Record excerpts ::

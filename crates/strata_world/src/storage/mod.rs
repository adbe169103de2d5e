//! Path-addressed storage backends with atomic write sessions.
//!
//! Region and metadata persistence is expressed against [`StorageBackend`]
//! so the same container code runs over the real filesystem and over the
//! in-memory backend used by tests and headless tools.

use std::io::{self, Read, Write};

pub mod filesystem;
pub mod memory;

pub use filesystem::FilesystemBackend;
pub use memory::MemoryBackend;

/// Options for [`StorageBackend::open_write`].
#[derive(Copy, Clone, Debug)]
pub struct AtomicWriteOptions {
    /// Readers must observe either the pre-state or the fully committed
    /// post-state, never a partial write.
    pub atomic: bool,
    /// Whether an existing file at the path may be replaced.
    pub replace_existing: bool,
}

impl Default for AtomicWriteOptions {
    fn default() -> Self {
        Self {
            atomic: true,
            replace_existing: true,
        }
    }
}

/// An in-progress write. Bytes become visible only on [`WriteSession::commit`];
/// dropping the session without committing discards them (for atomic sessions).
pub trait WriteSession: Write + Send {
    /// Publishes the written bytes.
    fn commit(self: Box<Self>) -> io::Result<()>;
    /// Discards the written bytes.
    fn abort(self: Box<Self>);
}

/// A path-addressed byte store. Paths are `/`-separated and relative to the
/// backend's own root.
pub trait StorageBackend: Send + Sync {
    /// Opens a file for reading.
    fn open_read(&self, path: &str) -> io::Result<Box<dyn Read + Send>>;
    /// Opens a write session for the given path, creating parent directories.
    fn open_write(&self, path: &str, options: AtomicWriteOptions) -> io::Result<Box<dyn WriteSession>>;
    /// Whether a file or directory exists at the path.
    fn exists(&self, path: &str) -> io::Result<bool>;
    /// Names of the entries directly under the given directory. A missing
    /// directory lists as empty.
    fn list(&self, path: &str) -> io::Result<Vec<String>>;
    /// Creates the directory and any missing parents.
    fn mkdirs(&self, path: &str) -> io::Result<()>;
    /// Removes the file at the path. Removing a missing file is not an error.
    fn remove(&self, path: &str) -> io::Result<()>;

    /// Reads a whole file into memory.
    fn read_all(&self, path: &str) -> io::Result<Vec<u8>> {
        let mut reader = self.open_read(path)?;
        let mut out = Vec::new();
        reader.read_to_end(&mut out)?;
        Ok(out)
    }

    /// Convenience full-file atomic replacement.
    fn write_all_atomic(&self, path: &str, bytes: &[u8]) -> io::Result<()> {
        let mut session = self.open_write(path, AtomicWriteOptions::default())?;
        session.write_all(bytes)?;
        session.commit()
    }
}
//! Storage path layout of a persisted world.
//!
//! ```text
//! <root>/worldInfo.json
//! <root>/zones/<zone>/zoneInfo.json
//! <root>/zones/<zone>/regions/region_<x>_<y>_<z>.bin
//! <root>/zones/<zone>/entities/entityRegion_<x>_<y>_<z>.bin
//! ```
//!
//! Zone IDs are normalized by replacing `:` with `/` when forming paths.

use strata_schemas::region::{normalize_zone_id, RegionKey};

fn join(base: &str, suffix: &str) -> String {
    if base.is_empty() {
        return suffix.to_string();
    }
    if base.ends_with('/') {
        format!("{base}{suffix}")
    } else {
        format!("{base}/{suffix}")
    }
}

/// Path of the world metadata file.
pub fn world_info_path(root: &str) -> String {
    join(root, "worldInfo.json")
}

/// Root directory of one zone.
pub fn zone_root(root: &str, zone_id: &str) -> String {
    join(&join(root, "zones"), &normalize_zone_id(zone_id))
}

/// Path of a zone's metadata file.
pub fn zone_info_path(root: &str, zone_id: &str) -> String {
    join(&zone_root(root, zone_id), "zoneInfo.json")
}

/// Directory holding a zone's chunk region files.
pub fn region_dir(root: &str, zone_id: &str) -> String {
    join(&zone_root(root, zone_id), "regions")
}

/// Path of one chunk region file.
pub fn region_path(root: &str, key: &RegionKey) -> String {
    join(
        &region_dir(root, &key.zone),
        &format!("region_{}_{}_{}.bin", key.x, key.y, key.z),
    )
}

/// Directory holding a zone's entity region files.
pub fn entity_region_dir(root: &str, zone_id: &str) -> String {
    join(&zone_root(root, zone_id), "entities")
}

/// Path of one entity region file. The payload is opaque to the core.
pub fn entity_region_path(root: &str, key: &RegionKey) -> String {
    join(
        &entity_region_dir(root, &key.zone),
        &format!("entityRegion_{}_{}_{}.bin", key.x, key.y, key.z),
    )
}

/// Parses a `region_<x>_<y>_<z>.bin` file name back into region coordinates.
pub fn parse_region_file_name(name: &str) -> Option<(i32, i32, i32)> {
    let stem = name.strip_prefix("region_")?.strip_suffix(".bin")?;
    let mut parts = stem.split('_');
    let x = parts.next()?.parse().ok()?;
    let y = parts.next()?.parse().ok()?;
    let z = parts.next()?.parse().ok()?;
    if parts.next().is_some() {
        return None;
    }
    Some((x, y, z))
}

Work instructions :: Keeping every character as it is, restate the lines above that run from the line with "exists at the path." through the line with "lists as empty.", both included, and nothing else.

Output ::
    /// Whether a file or directory exists at the path.
    fn exists(&self, path: &str) -> io::Result<bool>;
    /// Names of the entries directly under the given directory. A missing
    /// directory lists as empty.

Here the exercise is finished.